» **PROVIDED DATA**:
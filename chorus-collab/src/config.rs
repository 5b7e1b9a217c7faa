//! Centralized timing and capacity knobs for the collaboration core.
//!
//! Every timeout, interval and threshold used by the lock manager, the
//! protocol handler and the sweeper lives here, so deployments tune one
//! struct instead of chasing constants across modules.

use std::time::Duration;

/// Collaboration core configuration.
#[derive(Debug, Clone)]
pub struct CollabConfig {
    /// Lease TTL for document locks. Bounds staleness when a holder
    /// crashes without releasing.
    pub lock_ttl: Duration,
    /// How long a submitter waits for the document lock before giving up
    /// with a retryable error. Must stay below any transport-level deadline.
    pub lock_acquire_timeout: Duration,
    /// Pause between lock acquisition attempts.
    pub lock_retry_interval: Duration,
    /// Catch-up requests with more pending operations than this receive a
    /// full snapshot instead of an incremental replay.
    pub catch_up_threshold: usize,
    /// Base interval between cleanup sweeps.
    pub sweep_interval: Duration,
    /// Maximum uniform jitter added to each sweep interval, so multiple
    /// server processes do not sweep in lock-step.
    pub sweep_jitter: Duration,
    /// Broadcast channel capacity per document (messages buffered per
    /// lagging receiver before drops).
    pub broadcast_capacity: usize,
}

impl Default for CollabConfig {
    fn default() -> Self {
        Self {
            lock_ttl: Duration::from_secs(60),
            lock_acquire_timeout: Duration::from_secs(30),
            lock_retry_interval: Duration::from_millis(100),
            catch_up_threshold: 100,
            sweep_interval: Duration::from_secs(300),
            sweep_jitter: Duration::from_secs(30),
            broadcast_capacity: 256,
        }
    }
}

impl CollabConfig {
    /// Tight timings for tests: short TTLs, fast retries, small thresholds.
    pub fn for_testing() -> Self {
        Self {
            lock_ttl: Duration::from_secs(2),
            lock_acquire_timeout: Duration::from_millis(500),
            lock_retry_interval: Duration::from_millis(10),
            catch_up_threshold: 10,
            sweep_interval: Duration::from_millis(100),
            sweep_jitter: Duration::from_millis(20),
            broadcast_capacity: 64,
        }
    }
}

» **ABOUT THIS EXERCISE**:
The reply should hold only the lines of the listing above starting at the line containing "use std::time::Duration;" and ending at the line containing "this receive a", exactly as written.

» **RESPONSE TO THE TASK**:
use std::time::Duration;

/// Collaboration core configuration.
#[derive(Debug, Clone)]
pub struct CollabConfig {
    /// Lease TTL for document locks. Bounds staleness when a holder
    /// crashes without releasing.
    pub lock_ttl: Duration,
    /// How long a submitter waits for the document lock before giving up
    /// with a retryable error. Must stay below any transport-level deadline.
    pub lock_acquire_timeout: Duration,
    /// Pause between lock acquisition attempts.
    pub lock_retry_interval: Duration,
    /// Catch-up requests with more pending operations than this receive a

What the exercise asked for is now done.